北米のかなり広い地域で、気候変動を原因とするマルハナバチ種の個体数減少が今後さらに進む可能性が高いことを報告する論文が、今週掲載される。

マルハナバチ種は、この100年間で分布域(この昆虫種が見られる地理的地域)が縮小し、個体数も減少している。その要因の1つが気候変動で、マルハナバチは頻発する極端な気温現象の影響を受けやすい。一部の花粉媒介生物種は、急激な気温の変化に対応して高緯度地域に移動しているが、マルハナバチ種の大半は、分布域の北限を超えて移動しておらず、分布域の南限では個体数が減少している。

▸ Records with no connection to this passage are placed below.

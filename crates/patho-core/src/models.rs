//! 核心数据模型定义

use chrono::{DateTime, Utc};
use serde::{Deserialize, Serialize};
use std::fmt;
use std::str::FromStr;
use uuid::Uuid;

/// 患者基本信息
#[derive(Debug, Clone, PartialEq, Serialize, Deserialize)]
pub struct Patient {
    pub id: i64,
    pub name: String,
    pub sex: Sex,
    pub age: Option<u16>,
}

/// 性别枚举
#[derive(Debug, Clone, Copy, PartialEq, Eq, Serialize, Deserialize)]
pub enum Sex {
    #[serde(rename = "M")]
    Male,
    #[serde(rename = "F")]
    Female,
    #[serde(rename = "O")]
    Other,
}

impl Sex {
    pub fn code(&self) -> &'static str {
        match self {
            Sex::Male => "M",
            Sex::Female => "F",
            Sex::Other => "O",
        }
    }

    /// 报告中显示的文字
    pub fn label(&self) -> &'static str {
        match self {
            Sex::Male => "男",
            Sex::Female => "女",
            Sex::Other => "其他",
        }
    }
}

impl FromStr for Sex {
    type Err = String;

    fn from_str(s: &str) -> Result<Self, Self::Err> {
        match s.trim().to_ascii_lowercase().as_str() {
            "m" | "male" | "男" => Ok(Sex::Male),
            "f" | "female" | "女" => Ok(Sex::Female),
            "o" | "other" | "其他" => Ok(Sex::Other),
            other => Err(format!("unknown sex '{}'", other)),
        }
    }
}

impl fmt::Display for Sex {
    fn fmt(&self, f: &mut fmt::Formatter<'_>) -> fmt::Result {
        f.write_str(self.code())
    }
}

/// 病理切片图片
#[derive(Debug, Clone, PartialEq, Serialize, Deserialize)]
pub struct PathologyPicture {
    pub id: i64,
    pub patient_id: i64,
    /// 存储根目录下的相对路径
    pub file: String,
    pub description: String,
    /// 上传内容的 SHA-256
    pub checksum: String,
    /// 是否已经切图
    pub is_cutted: bool,
    pub created_at: DateTime<Utc>,
}

/// 诊断
///
/// 每个诊断恰好引用一张病理图片；被引用的图片不能删除。
#[derive(Debug, Clone, PartialEq, Serialize, Deserialize)]
pub struct Diagnosis {
    pub id: i64,
    pub picture_id: i64,
    /// 分子标记物表达图（感兴趣区域）
    pub region_picture: Option<String>,
    pub high: f64,
    pub medium: f64,
    pub low: f64,
    /// 智能分析意见
    pub advice: String,
    /// 医生肉眼所见
    pub doctor_advice: String,
    pub is_finished: bool,
    pub created_at: DateTime<Utc>,
    pub last_update: DateTime<Utc>,
}

/// 已认证的医生
#[derive(Debug, Clone, PartialEq, Eq, Serialize, Deserialize)]
pub struct Clinician {
    pub id: Uuid,
    pub username: String,
    pub name: String,
}

/// 请求方身份
#[derive(Debug, Clone, PartialEq, Eq)]
pub enum Identity {
    Anonymous,
    Clinician(Clinician),
}

impl Identity {
    pub fn clinician_id(&self) -> Option<Uuid> {
        match self {
            Identity::Anonymous => None,
            Identity::Clinician(c) => Some(c.id),
        }
    }
}

// 输入模型 - 来自调用方，尚未校验

/// 新建患者请求
#[derive(Debug, Clone, Deserialize)]
pub struct PatientInput {
    pub name: String,
    pub sex: String,
    #[serde(default)]
    pub age: Option<i64>,
}

/// 患者部分更新请求
#[derive(Debug, Clone, Default, Deserialize)]
#[serde(deny_unknown_fields)]
pub struct PatientUpdate {
    pub name: Option<String>,
    pub sex: Option<String>,
    pub age: Option<i64>,
}

/// 新建诊断请求
#[derive(Debug, Clone, Deserialize)]
pub struct DiagnosisInput {
    pub picture_id: i64,
    #[serde(default)]
    pub high: Option<f64>,
    #[serde(default)]
    pub medium: Option<f64>,
    #[serde(default)]
    pub low: Option<f64>,
    #[serde(default)]
    pub advice: Option<String>,
    #[serde(default)]
    pub doctor_advice: Option<String>,
}

/// 诊断部分更新请求
///
/// 只允许修改意见、分数和完成标记；标识和关联字段一律拒绝。
#[derive(Debug, Clone, Default, PartialEq, Deserialize)]
#[serde(deny_unknown_fields)]
pub struct DiagnosisPatch {
    pub advice: Option<String>,
    pub doctor_advice: Option<String>,
    pub high: Option<f64>,
    pub medium: Option<f64>,
    pub low: Option<f64>,
    #[serde(rename = "isFinished", alias = "is_finished")]
    pub is_finished: Option<bool>,
    /// 乐观并发：调用方读到的 last_update
    pub expected_last_update: Option<DateTime<Utc>>,
}

impl DiagnosisPatch {
    /// 把补丁写入诊断，返回是否真的有字段发生变化
    pub fn apply_to(&self, diagnosis: &mut Diagnosis) -> bool {
        let mut changed = false;

        if let Some(advice) = &self.advice {
            if *advice != diagnosis.advice {
                diagnosis.advice = advice.clone();
                changed = true;
            }
        }
        if let Some(doctor_advice) = &self.doctor_advice {
            if *doctor_advice != diagnosis.doctor_advice {
                diagnosis.doctor_advice = doctor_advice.clone();
                changed = true;
            }
        }
        for (value, slot) in [
            (self.high, &mut diagnosis.high),
            (self.medium, &mut diagnosis.medium),
            (self.low, &mut diagnosis.low),
        ] {
            if let Some(v) = value {
                if v != *slot {
                    *slot = v;
                    changed = true;
                }
            }
        }
        if let Some(finished) = self.is_finished {
            if finished != diagnosis.is_finished {
                diagnosis.is_finished = finished;
                changed = true;
            }
        }

        changed
    }
}

// 插入模型 - 已校验，可以交给存储层

#[derive(Debug, Clone, PartialEq)]
pub struct NewPatient {
    pub name: String,
    pub sex: Sex,
    pub age: Option<u16>,
}

#[derive(Debug, Clone, PartialEq)]
pub struct NewPicture {
    pub patient_id: i64,
    pub file: String,
    pub description: String,
    pub checksum: String,
    pub created_at: DateTime<Utc>,
}

#[derive(Debug, Clone, PartialEq)]
pub struct NewDiagnosis {
    pub picture_id: i64,
    pub high: f64,
    pub medium: f64,
    pub low: f64,
    pub advice: String,
    pub doctor_advice: String,
    pub created_at: DateTime<Utc>,
}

今回、Catherine Sirois-DelisleとJeremy Kerrは、過去のマルハナバチの分布域変化のパターンとマルハナバチの女王バチの分散速度のデータを用いて、さまざまな気候の将来予測シナリオ(温室効果ガス排出量が、それぞれ2020年、2040年、2080年頃にピークを迎えるシナリオと、21世紀の終わりまで増加し続けるシナリオ)で想定される分布域変化をモデル化した。その結果、全てのモデル(温室効果ガス排出量が2020年にピークを迎えるという、気候変動の深刻さが最も小さなシナリオを用いた場合を含む)において、将来的に北米のかなり広い地域でマルハナバチ種の個体数が著しく減少する可能性が高いことが示唆された。マルハナバチの実際の分散速度(1年当たり10キロメートル)を用いた場合、モデル化されたマルハナバチ種の一部は、2070年に分布域が25%以上減少すると予測された。また、これらのモデルから、多くのマルハナバチ種の分布域が拡大して互いに重複する可能性が明らかになっており、分布域拡大の「ホットスポット」(主にカナダのケベック州オンタリオと米国ミシガン州北部)の存在が示唆された。これらの地域では、保全管理活動によって多くのマルハナバチ種が一度に恩恵を受ける可能性がある。